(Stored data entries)
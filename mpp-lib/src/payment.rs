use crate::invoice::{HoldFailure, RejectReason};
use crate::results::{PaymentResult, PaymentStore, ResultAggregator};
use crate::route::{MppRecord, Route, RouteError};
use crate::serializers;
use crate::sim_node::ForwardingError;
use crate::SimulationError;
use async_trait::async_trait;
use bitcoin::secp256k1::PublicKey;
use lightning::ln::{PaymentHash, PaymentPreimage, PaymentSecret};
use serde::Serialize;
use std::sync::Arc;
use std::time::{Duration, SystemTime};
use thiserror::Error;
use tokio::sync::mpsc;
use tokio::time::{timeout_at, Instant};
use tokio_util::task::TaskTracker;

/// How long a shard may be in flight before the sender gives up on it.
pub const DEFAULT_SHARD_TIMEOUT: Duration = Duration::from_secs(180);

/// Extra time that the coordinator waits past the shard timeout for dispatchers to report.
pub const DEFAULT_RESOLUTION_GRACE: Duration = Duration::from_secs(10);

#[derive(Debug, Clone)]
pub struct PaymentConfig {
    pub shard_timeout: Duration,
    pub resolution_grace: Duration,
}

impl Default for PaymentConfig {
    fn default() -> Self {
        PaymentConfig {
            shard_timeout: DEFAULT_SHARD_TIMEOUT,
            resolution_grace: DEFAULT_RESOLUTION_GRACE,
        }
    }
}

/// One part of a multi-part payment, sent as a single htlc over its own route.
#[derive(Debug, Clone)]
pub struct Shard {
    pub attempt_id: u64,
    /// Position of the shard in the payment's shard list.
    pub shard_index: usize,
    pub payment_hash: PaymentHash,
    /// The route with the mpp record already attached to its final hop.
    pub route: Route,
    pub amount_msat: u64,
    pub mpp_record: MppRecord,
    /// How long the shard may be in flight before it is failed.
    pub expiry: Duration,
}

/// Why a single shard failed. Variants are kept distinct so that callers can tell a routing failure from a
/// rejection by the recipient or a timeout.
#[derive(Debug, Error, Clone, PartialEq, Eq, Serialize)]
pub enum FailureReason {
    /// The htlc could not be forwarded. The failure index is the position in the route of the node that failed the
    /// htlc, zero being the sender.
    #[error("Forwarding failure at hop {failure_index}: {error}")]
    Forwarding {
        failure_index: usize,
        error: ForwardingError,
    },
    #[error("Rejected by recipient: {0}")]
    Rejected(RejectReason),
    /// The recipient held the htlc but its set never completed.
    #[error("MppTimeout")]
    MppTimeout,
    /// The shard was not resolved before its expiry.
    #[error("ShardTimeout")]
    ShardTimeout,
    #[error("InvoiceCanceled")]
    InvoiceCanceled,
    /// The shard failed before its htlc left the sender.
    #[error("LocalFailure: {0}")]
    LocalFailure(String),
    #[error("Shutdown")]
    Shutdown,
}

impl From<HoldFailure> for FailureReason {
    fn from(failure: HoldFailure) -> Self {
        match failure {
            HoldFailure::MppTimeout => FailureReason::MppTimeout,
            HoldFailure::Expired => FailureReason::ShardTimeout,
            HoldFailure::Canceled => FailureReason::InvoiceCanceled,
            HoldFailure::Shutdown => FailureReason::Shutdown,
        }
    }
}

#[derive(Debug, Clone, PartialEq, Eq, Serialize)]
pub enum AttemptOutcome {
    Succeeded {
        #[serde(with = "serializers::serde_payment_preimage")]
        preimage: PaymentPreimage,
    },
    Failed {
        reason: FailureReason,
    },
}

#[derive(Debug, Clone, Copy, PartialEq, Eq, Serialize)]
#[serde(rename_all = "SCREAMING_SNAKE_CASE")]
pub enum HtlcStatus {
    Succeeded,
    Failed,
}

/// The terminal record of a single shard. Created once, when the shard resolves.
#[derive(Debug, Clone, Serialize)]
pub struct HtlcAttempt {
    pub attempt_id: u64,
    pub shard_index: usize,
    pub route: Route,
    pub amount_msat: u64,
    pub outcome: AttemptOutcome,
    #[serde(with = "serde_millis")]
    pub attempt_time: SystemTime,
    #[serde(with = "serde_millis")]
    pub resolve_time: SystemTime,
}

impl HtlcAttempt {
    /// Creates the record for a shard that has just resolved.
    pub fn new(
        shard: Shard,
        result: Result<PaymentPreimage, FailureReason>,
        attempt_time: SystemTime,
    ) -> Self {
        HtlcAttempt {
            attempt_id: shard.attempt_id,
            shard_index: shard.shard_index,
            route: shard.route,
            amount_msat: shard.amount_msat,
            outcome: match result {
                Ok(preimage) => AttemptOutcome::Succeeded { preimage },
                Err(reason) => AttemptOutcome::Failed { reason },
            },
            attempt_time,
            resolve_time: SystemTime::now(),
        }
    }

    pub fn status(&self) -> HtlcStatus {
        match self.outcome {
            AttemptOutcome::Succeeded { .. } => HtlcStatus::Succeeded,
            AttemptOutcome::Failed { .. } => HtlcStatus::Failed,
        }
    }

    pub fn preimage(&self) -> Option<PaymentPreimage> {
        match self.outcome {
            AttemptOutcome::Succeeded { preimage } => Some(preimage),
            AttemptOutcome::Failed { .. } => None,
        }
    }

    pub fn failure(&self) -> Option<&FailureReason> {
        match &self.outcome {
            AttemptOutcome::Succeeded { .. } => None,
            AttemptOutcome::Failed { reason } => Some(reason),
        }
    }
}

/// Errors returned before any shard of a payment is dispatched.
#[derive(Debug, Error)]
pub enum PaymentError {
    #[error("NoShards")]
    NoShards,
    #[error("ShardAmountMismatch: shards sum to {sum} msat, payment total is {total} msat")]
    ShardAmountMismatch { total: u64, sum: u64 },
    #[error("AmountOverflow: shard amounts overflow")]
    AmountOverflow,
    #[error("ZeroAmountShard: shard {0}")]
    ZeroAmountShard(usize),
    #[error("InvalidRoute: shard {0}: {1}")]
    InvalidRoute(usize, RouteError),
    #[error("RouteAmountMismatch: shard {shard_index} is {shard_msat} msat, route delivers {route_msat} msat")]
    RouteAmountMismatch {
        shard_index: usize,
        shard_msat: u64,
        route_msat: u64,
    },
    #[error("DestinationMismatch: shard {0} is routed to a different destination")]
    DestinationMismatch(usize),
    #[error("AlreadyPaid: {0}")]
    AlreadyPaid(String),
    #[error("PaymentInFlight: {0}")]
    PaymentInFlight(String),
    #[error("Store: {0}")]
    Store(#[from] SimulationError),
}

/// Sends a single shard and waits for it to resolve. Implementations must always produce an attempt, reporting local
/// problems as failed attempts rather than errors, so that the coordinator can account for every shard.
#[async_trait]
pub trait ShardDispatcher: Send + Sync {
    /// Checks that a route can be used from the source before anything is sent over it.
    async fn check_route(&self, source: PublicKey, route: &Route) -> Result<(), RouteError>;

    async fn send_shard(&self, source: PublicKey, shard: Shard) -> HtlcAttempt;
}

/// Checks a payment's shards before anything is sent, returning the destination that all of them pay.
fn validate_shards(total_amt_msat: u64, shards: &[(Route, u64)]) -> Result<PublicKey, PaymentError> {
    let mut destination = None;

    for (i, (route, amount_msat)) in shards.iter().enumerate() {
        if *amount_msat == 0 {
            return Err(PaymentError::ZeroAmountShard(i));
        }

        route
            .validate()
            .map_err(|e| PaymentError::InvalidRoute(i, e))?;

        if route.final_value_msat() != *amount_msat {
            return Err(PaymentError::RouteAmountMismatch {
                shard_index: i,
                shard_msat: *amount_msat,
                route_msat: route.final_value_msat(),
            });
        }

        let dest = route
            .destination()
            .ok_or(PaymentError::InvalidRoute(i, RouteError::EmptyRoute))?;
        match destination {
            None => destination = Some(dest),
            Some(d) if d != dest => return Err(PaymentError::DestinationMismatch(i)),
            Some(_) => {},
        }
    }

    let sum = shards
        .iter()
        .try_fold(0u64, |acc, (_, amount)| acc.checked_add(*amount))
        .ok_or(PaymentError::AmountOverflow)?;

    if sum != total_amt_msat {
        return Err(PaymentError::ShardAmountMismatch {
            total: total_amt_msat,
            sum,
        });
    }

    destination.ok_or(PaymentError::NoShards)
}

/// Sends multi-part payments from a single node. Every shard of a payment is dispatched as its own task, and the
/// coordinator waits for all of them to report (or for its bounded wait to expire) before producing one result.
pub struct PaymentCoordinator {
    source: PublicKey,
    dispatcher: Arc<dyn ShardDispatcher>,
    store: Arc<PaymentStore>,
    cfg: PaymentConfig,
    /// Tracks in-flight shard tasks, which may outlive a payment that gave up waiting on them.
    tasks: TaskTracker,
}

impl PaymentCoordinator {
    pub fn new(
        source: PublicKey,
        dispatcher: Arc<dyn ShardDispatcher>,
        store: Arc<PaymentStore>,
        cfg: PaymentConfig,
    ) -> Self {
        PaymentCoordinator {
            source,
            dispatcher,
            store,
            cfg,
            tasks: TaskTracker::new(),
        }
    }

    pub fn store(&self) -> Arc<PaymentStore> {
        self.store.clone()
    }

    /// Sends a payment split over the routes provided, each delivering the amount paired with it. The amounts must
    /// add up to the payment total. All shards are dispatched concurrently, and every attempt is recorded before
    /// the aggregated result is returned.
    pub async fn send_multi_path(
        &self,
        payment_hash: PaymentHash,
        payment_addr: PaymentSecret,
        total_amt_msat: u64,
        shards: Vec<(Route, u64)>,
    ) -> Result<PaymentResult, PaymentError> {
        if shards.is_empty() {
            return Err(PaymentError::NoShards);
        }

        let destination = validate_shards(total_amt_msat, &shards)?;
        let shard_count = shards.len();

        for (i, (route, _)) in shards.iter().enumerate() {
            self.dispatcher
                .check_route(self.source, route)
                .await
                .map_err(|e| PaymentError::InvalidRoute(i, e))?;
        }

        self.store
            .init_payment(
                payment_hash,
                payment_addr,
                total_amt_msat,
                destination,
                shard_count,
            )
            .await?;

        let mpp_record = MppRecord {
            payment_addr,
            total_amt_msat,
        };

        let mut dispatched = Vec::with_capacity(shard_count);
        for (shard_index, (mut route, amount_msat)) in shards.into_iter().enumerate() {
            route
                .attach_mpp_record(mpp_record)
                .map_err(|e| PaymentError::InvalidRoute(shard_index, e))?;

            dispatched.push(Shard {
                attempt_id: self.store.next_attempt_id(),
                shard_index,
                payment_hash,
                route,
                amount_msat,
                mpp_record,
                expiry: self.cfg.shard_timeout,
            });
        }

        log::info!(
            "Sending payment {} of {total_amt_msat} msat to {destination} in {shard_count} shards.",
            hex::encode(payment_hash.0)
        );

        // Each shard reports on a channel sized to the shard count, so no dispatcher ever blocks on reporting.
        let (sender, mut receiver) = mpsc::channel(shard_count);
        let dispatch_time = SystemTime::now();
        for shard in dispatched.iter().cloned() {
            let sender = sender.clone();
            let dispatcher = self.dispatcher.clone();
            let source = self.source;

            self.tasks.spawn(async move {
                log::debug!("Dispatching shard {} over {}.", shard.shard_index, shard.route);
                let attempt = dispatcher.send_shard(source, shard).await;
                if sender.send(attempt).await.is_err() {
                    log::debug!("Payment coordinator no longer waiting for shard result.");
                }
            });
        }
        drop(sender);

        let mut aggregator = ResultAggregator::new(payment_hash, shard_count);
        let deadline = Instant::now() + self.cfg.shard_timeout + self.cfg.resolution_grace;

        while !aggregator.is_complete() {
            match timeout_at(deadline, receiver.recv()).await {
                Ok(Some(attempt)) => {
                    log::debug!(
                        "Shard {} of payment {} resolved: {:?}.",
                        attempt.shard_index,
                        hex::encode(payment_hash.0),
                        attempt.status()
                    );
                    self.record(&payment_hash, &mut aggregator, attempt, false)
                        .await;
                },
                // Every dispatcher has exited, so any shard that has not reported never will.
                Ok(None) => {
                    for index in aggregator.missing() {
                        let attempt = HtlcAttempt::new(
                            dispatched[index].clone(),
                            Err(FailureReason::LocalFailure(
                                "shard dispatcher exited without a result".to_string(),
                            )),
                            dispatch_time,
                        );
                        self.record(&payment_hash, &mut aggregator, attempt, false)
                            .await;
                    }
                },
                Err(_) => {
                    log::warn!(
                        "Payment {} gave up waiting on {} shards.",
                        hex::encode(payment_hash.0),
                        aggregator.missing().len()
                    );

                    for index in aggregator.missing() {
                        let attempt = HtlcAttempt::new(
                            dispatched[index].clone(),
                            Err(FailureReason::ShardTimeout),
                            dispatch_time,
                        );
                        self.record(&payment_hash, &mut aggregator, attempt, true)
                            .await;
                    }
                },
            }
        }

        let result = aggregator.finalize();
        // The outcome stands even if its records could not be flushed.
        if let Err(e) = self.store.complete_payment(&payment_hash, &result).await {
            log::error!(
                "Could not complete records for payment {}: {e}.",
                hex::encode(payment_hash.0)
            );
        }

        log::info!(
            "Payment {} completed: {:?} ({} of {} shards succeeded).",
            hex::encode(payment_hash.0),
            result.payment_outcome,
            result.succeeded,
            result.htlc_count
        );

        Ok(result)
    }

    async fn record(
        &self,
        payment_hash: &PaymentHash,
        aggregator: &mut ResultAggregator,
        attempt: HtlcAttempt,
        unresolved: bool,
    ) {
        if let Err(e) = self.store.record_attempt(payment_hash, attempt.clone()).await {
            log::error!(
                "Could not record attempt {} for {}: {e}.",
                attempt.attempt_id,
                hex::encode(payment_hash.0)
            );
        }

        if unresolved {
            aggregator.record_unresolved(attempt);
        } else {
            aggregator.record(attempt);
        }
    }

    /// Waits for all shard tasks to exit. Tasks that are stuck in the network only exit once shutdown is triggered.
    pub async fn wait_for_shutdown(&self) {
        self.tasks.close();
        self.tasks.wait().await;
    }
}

= What you are asked to do =
Nothing but a number should be given: the count of lines above in which the word "HtlcAttempt" occurs.

= Answer for this exercise =
7